Registration Dossier

Data platform availability banner - registered substances factsheets

Please be aware that this old REACH registration data factsheet is no longer maintained; it remains frozen as of 19th May 2023.

The new ECHA CHEM database has been released by ECHA, and it now contains all REACH registration data. There are more details on the transition of ECHA's published data to ECHA CHEM here.

Diss Factsheets

Administrative data

Endpoint:
acute toxicity: oral
Type of information:
experimental study
Adequacy of study:
key study
Study period:
25 January - 8 February 1949
Reliability:
2 (reliable with restrictions)
Rationale for reliability incl. deficiencies:
other: The study was conducted prior to GLP and Test guidelines.

Data source

Reference
Reference Type:
study report
Title:
Unnamed
Year:
1949
Report date:
1949

Materials and methods

Test guideline
Qualifier:
no guideline available
Principles of method if other than guideline:
Groups of male rats were orally gavaged with test material and observed for two weeks.
GLP compliance:
no
Test type:
other: Range finding study

Test material

Constituent 1
Chemical structure
Reference substance name:
2,6,8-trimethylnonan-4-ol
EC Number:
204-606-8
EC Name:
2,6,8-trimethylnonan-4-ol
Cas Number:
123-17-1
Molecular formula:
C12H26O
IUPAC Name:
2,6,8-trimethylnonan-4-ol
Details on test material:
- Name of test material (as cited in study report): 2,6,8-trimethyl nonanol

Test animals

Species:
rat
Strain:
Sherman
Sex:
male
Details on test animals or test system and environmental conditions:
No additional information available.

Administration / exposure

Route of administration:
oral: gavage
Vehicle:
other: 1% Tergitol 7 aqueous solution
Details on oral exposure:
Test material was a 20% dispersion in 1% Tergitol 7
Doses:
Rats were dosed with 7950, 15,800 and 31,600 mg/kg.
No. of animals per sex per dose:
5 males/dose level
Control animals:
no
Details on study design:
Rats were orally gavaged with a 20% solution in 1% Tergitol 7. Animals were observed for two weeks.

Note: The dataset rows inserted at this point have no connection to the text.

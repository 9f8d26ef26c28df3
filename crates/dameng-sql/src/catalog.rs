//! Caller-supplied catalog hints.
//!
//! The converter consults three descriptive maps: unique-index columns
//! per table (merge join conditions), authoritative column order per
//! table (INSERTs without a column list), and auto-increment columns per
//! table (stripped from DML). They are hints, not sources of truth; a
//! missing table simply disables the rewrite that needs it.
//!
//! The unique-index map is ordered by index name so the generated OR
//! condition is stable across runs.

use serde::{Deserialize, Serialize};
use std::collections::{BTreeMap, BTreeSet, HashMap};

#[derive(Debug, Clone, Default, PartialEq, Serialize, Deserialize)]
pub struct CatalogHints {
    /// table → (index name → ordered column list)
    #[serde(default)]
    pub unique_indexes: HashMap<String, BTreeMap<String, Vec<String>>>,
    /// table → ordered column list
    #[serde(default)]
    pub table_columns: HashMap<String, Vec<String>>,
    /// table → auto-increment column names
    #[serde(default)]
    pub auto_increment: HashMap<String, BTreeSet<String>>,
}

impl CatalogHints {
    pub fn new(
        unique_indexes: HashMap<String, BTreeMap<String, Vec<String>>>,
        table_columns: HashMap<String, Vec<String>>,
        auto_increment: HashMap<String, BTreeSet<String>>,
    ) -> Self {
        Self {
            unique_indexes,
            table_columns,
            auto_increment,
        }
    }

    /// Register a unique index for a table
    pub fn with_unique_index(
        mut self,
        table: impl Into<String>,
        index: impl Into<String>,
        columns: impl IntoIterator<Item = impl Into<String>>,
    ) -> Self {
        self.unique_indexes
            .entry(table.into())
            .or_default()
            .insert(index.into(), columns.into_iter().map(Into::into).collect());
        self
    }

    /// Register the authoritative column order for a table
    pub fn with_columns(
        mut self,
        table: impl Into<String>,
        columns: impl IntoIterator<Item = impl Into<String>>,
    ) -> Self {
        self.table_columns
            .insert(table.into(), columns.into_iter().map(Into::into).collect());
        self
    }

    /// Register an auto-increment column for a table
    pub fn with_auto_increment(
        mut self,
        table: impl Into<String>,
        column: impl Into<String>,
    ) -> Self {
        self.auto_increment
            .entry(table.into())
            .or_default()
            .insert(column.into());
        self
    }

    pub(crate) fn unique_indexes_for(
        &self,
        table: &str,
    ) -> Option<&BTreeMap<String, Vec<String>>> {
        self.unique_indexes.get(table)
    }

    pub(crate) fn columns_for(&self, table: &str) -> Option<&Vec<String>> {
        self.table_columns.get(table)
    }

    pub(crate) fn increment_columns_for(&self, table: &str) -> Option<&BTreeSet<String>> {
        self.auto_increment.get(table).filter(|s| !s.is_empty())
    }
}

#[cfg(test)]
mod tests {
    use super::*;

    #[test]
    fn test_builder_helpers() {
        let hints = CatalogHints::default()
            .with_unique_index("t", "uq", ["a", "b"])
            .with_columns("t", ["id", "a", "b"])
            .with_auto_increment("t", "id");
        assert_eq!(hints.unique_indexes_for("t").unwrap()["uq"], vec!["a", "b"]);
        assert_eq!(hints.columns_for("t").unwrap().len(), 3);
        assert!(hints.increment_columns_for("t").unwrap().contains("id"));
        assert!(hints.increment_columns_for("missing").is_none());
    }

    #[test]
    fn test_serde_roundtrip() {
        let hints = CatalogHints::default()
            .with_unique_index("notice_status_new", "indexs", ["conversation", "user_id"])
            .with_auto_increment("notice_status_new", "id");
        let json = serde_json::to_string(&hints).expect("serialize");
        let back: CatalogHints = serde_json::from_str(&json).expect("deserialize");
        assert_eq!(hints, back);
    }
}
#[cfg(test)]
mod tests {
    use super::*;
    use crate::generator::Generator;
    use crate::parser::parse;

    fn rewrite(hints: &CatalogHints, sql: &str) -> Option<Statement> {
        rewrite_statement(hints, parse(sql).expect("parse failed")).expect("rewrite failed")
    }

    #[test]
    fn test_insert_without_on_dup_stays_insert() {
        let hints = CatalogHints::default();
        let stmt = rewrite(&hints, "insert into t (a) values (1)").unwrap();
        assert!(matches!(stmt, Statement::Insert(_)));
    }

    #[test]
    fn test_on_dup_dropped_without_covering_index() {
        let hints = CatalogHints::default();
        let stmt = rewrite(
            &hints,
            "insert into t (a) values (1) on duplicate key update a = 2",
        )
        .unwrap();
        let Statement::Insert(insert) = stmt else {
            panic!("expected insert");
        };
        assert!(insert.on_dup.is_empty());
    }

    #[test]
    fn test_on_dup_becomes_merge_with_covering_index() {
        let hints = CatalogHints::default().with_unique_index("t", "uq", ["a"]);
        let stmt = rewrite(
            &hints,
            "insert into t (a, b) values (1, 2) on duplicate key update b = 3",
        )
        .unwrap();
        let Statement::Merge(merge) = stmt else {
            panic!("expected merge");
        };
        assert_eq!(merge.matched.len(), 1);
        assert_eq!(
            merge.matched[0]
                .name
                .qualifier
                .as_ref()
                .unwrap()
                .name
                .as_str(),
            "t"
        );
        assert_eq!(merge.unmatched.columns.len(), 2);
    }

    #[test]
    fn test_replace_becomes_merge_with_derived_matched() {
        let hints = CatalogHints::default().with_unique_index("t", "uq", ["a"]);
        let stmt = rewrite(&hints, "replace into t (a, b, c) values (1, 'x', 'y')").unwrap();
        let Statement::Merge(merge) = stmt else {
            panic!("expected merge");
        };
        // matched derives from the first row, condition columns excluded
        assert_eq!(merge.matched.len(), 2);
        assert_eq!(merge.matched[0].name.name.as_str(), "b");
        assert_eq!(merge.matched[1].name.name.as_str(), "c");
    }

    #[test]
    fn test_replace_without_covering_index_stays_replace() {
        let hints = CatalogHints::default();
        let stmt = rewrite(&hints, "replace into t (a) values (1)").unwrap();
        let Statement::Insert(insert) = stmt else {
            panic!("expected insert");
        };
        assert_eq!(insert.action, InsertAction::Replace);
    }

    #[test]
    fn test_matched_never_assigns_condition_columns() {
        let hints = CatalogHints::default().with_unique_index("t", "uq", ["a"]);
        let stmt = rewrite(
            &hints,
            "insert into t (a, b) values (1, 2) on duplicate key update a = 9, b = 3",
        )
        .unwrap();
        let Statement::Merge(merge) = stmt else {
            panic!("expected merge");
        };
        assert_eq!(merge.matched.len(), 1);
        assert_eq!(merge.matched[0].name.name.as_str(), "b");
    }

    #[test]
    fn test_all_condition_columns_falls_back_to_insert() {
        let hints = CatalogHints::default().with_unique_index("t", "uq", ["a"]);
        let stmt = rewrite(
            &hints,
            "insert into t (a) values (1) on duplicate key update a = 2",
        )
        .unwrap();
        let Statement::Insert(insert) = stmt else {
            panic!("expected insert");
        };
        assert!(insert.on_dup.is_empty());
    }

    #[test]
    fn test_increment_columns_trimmed() {
        let hints = CatalogHints::default().with_auto_increment("t", "id");
        let stmt = rewrite(&hints, "insert into t (id, a) values (0, 'x'), (1, 'y')").unwrap();
        let Statement::Insert(insert) = stmt else {
            panic!("expected insert");
        };
        assert_eq!(insert.columns.len(), 1);
        assert_eq!(insert.columns[0].as_str(), "a");
        let InsertRows::Values(rows) = &insert.rows else {
            panic!("expected values");
        };
        assert_eq!(rows[0].len(), 1);
        assert_eq!(rows[1].len(), 1);
    }

    #[test]
    fn test_missing_column_list_filled_from_catalog() {
        let hints = CatalogHints::default()
            .with_auto_increment("t", "id")
            .with_columns("t", ["id", "a", "b"]);
        let stmt = rewrite(&hints, "insert into t values (1, 2, 3)").unwrap();
        let Statement::Insert(insert) = stmt else {
            panic!("expected insert");
        };
        assert_eq!(
            insert.columns.iter().map(|c| c.as_str()).collect::<Vec<_>>(),
            vec!["a", "b"]
        );
        let InsertRows::Values(rows) = &insert.rows else {
            panic!("expected values");
        };
        assert_eq!(rows[0].len(), 2);
    }

    #[test]
    fn test_update_increment_assignment_dropped() {
        let hints = CatalogHints::default().with_auto_increment("t", "id");
        let stmt = rewrite(&hints, "update t set id = 5, a = 'x' where a = 'y'").unwrap();
        let Statement::Update(update) = stmt else {
            panic!("expected update");
        };
        assert_eq!(update.exprs.len(), 1);
        assert_eq!(update.exprs[0].name.name.as_str(), "a");
    }

    #[test]
    fn test_select_force_hint_stripped_but_use_kept() {
        let hints = CatalogHints::default();
        let stmt = rewrite(&hints, "select a from t force index (ix)").unwrap();
        assert_eq!(Generator::sql(&stmt), "select a from t");
        let stmt = rewrite(&hints, "select a from t use index (ix)").unwrap();
        assert_eq!(Generator::sql(&stmt), "select a from t use index (ix)");
    }

    #[test]
    fn test_alter_yields_no_rewrite() {
        let hints = CatalogHints::default();
        assert!(rewrite(&hints, "alter table t add c int").is_none());
    }

    #[test]
    fn test_drop_table_yields_no_rewrite() {
        let hints = CatalogHints::default();
        assert!(rewrite(&hints, "drop table if exists t").is_none());
    }

    #[test]
    fn test_create_table_seed_lifted() {
        let hints = CatalogHints::default();
        let stmt = rewrite(
            &hints,
            "CREATE TABLE t (\n  id bigint(20) NOT NULL AUTO_INCREMENT,\n  PRIMARY KEY (id)\n) ENGINE=InnoDB AUTO_INCREMENT=493 DEFAULT CHARSET=utf8",
        )
        .unwrap();
        let Statement::DmDdl(ddl) = stmt else {
            panic!("expected dm ddl");
        };
        let spec = ddl.table_spec.as_ref().unwrap();
        assert_eq!(spec.columns[0].typ.seed, "493");
    }

    #[test]
    fn test_unknown_type_is_fatal() {
        let hints = CatalogHints::default();
        let parsed = parse("create table t (a frob)").unwrap();
        let err = rewrite_statement(&hints, parsed).unwrap_err();
        assert!(matches!(err, Error::UnimplementedType(_)));
    }

    #[test]
    fn test_use_becomes_set_schema() {
        let hints = CatalogHints::default();
        let stmt = rewrite(&hints, "use db1").unwrap();
        assert_eq!(Generator::sql(&stmt), "set schema db1");
    }

    #[test]
    fn test_db_ddl_becomes_schema_ddl() {
        let hints = CatalogHints::default();
        let stmt = rewrite(&hints, "create database baas").unwrap();
        assert_eq!(Generator::sql(&stmt), "create schema baas");
        let stmt = rewrite(&hints, "drop database if exists baas").unwrap();
        assert_eq!(Generator::sql(&stmt), "drop schema if exists baas");
    }
}
//! Batch script splitting.
//!
//! Drivers feed the converter one statement at a time. A dump script is
//! split textually on `;`; within each piece, lines that open with `/`
//! (block-comment head) or `-` (line comment) are dropped. The split is
//! plain text and does not honor semicolons inside string literals.

/// Split a SQL script into individual statements
pub fn split_script(script: &str) -> Vec<String> {
    script
        .split(';')
        .filter_map(|piece| {
            let piece = piece.trim();
            if piece.is_empty() {
                return None;
            }
            let body: Vec<&str> = piece
                .lines()
                .filter(|line| {
                    let head = line.trim_start().chars().next();
                    !matches!(head, Some('/') | Some('-') | None)
                })
                .collect();
            if body.is_empty() {
                None
            } else {
                Some(body.join("\n"))
            }
        })
        .collect()
}

#[cfg(test)]
mod tests {
    use super::*;

    #[test]
    fn test_splits_on_semicolon() {
        let script = "select 1;\nselect 2;\n";
        assert_eq!(split_script(script), vec!["select 1", "select 2"]);
    }

    #[test]
    fn test_skips_comment_lines() {
        let script = "-- dump header\nselect 1;\n/* block */\nselect 2;";
        assert_eq!(split_script(script), vec!["select 1", "select 2"]);
    }

    #[test]
    fn test_comment_only_piece_dropped() {
        let script = "-- nothing here;\n-- still nothing;";
        assert!(split_script(script).is_empty());
    }

    #[test]
    fn test_multiline_statement_kept_together() {
        let script = "CREATE TABLE t (\n  a int\n);";
        assert_eq!(split_script(script), vec!["CREATE TABLE t (\n  a int\n)"]);
    }
}
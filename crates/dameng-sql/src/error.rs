//! Error types for dameng-sql

use thiserror::Error;

/// The result type for translation operations
pub type Result<T> = std::result::Result<T, Error>;

/// Errors that can occur while translating a statement
#[derive(Debug, Error)]
pub enum Error {
    /// Error during tokenization
    #[error("Tokenization error at line {line}, column {column}: {message}")]
    Tokenize {
        message: String,
        line: usize,
        column: usize,
    },

    /// Error during parsing
    #[error("Parse error: {0}")]
    Parse(String),

    /// The DDL path saw a column type outside the MySQL type table
    #[error("Unimplemented type: {0}")]
    UnimplementedType(String),

    /// A bind placeholder referenced a position outside the argument vector
    #[error("Rebind error: {0}")]
    Rebind(String),
}

impl Error {
    /// Create a tokenization error
    pub fn tokenize(message: impl Into<String>, line: usize, column: usize) -> Self {
        Error::Tokenize {
            message: message.into(),
            line,
            column,
        }
    }

    /// Create a parse error
    pub fn parse(message: impl Into<String>) -> Self {
        Error::Parse(message.into())
    }

    /// Create a rebind error
    pub fn rebind(message: impl Into<String>) -> Self {
        Error::Rebind(message.into())
    }
}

Rats weight ranged from 90 - 118 grams at time of dosing.
Statistics:
Method of Thompson used to calculate Range Finding LD50.

Results and discussion

Effect levels
Sex:
male
Dose descriptor:
LD50
Effect level:
13 700 mg/kg bw
Based on:
test mat.
95% CL:
11 200 - 16 700
Mortality:
31,600 mg/kg
Five of five rats died following dosing. Two rats died one day after dosing while three died two days after dosing.

15,800 mg/kg
Two of five rats died following dosing. One rat died one day and the other died two days after dosing.

7950 mg/kg
Zero of five rats died following dosing.
Clinical signs:
other: There were no remarkable symptoms evident after dosing.
Gross pathology:
Congestion of the visceral organs was observed.
Other findings:
No additional information available.

Any other information on results incl. tables

No additional information available.

Applicant's summary and conclusion

Interpretation of results:
not classified
Remarks:
Migrated information Criteria used for interpretation of results: EU
Conclusions:
Based on the study results, Trimethyl nonanol is a compound of low acute oral toxicity for rats with a range finding LD50 of 17,000 (12,200 to 23,800) mg/kg. It is a member of the same oral toxicity grade as ethanol.
Executive summary:

The acute oral toxicity of trimethyl nonanol was examined. The oral LD50 in male rats was 17,000 (12,200 - 23,800) mg/kg.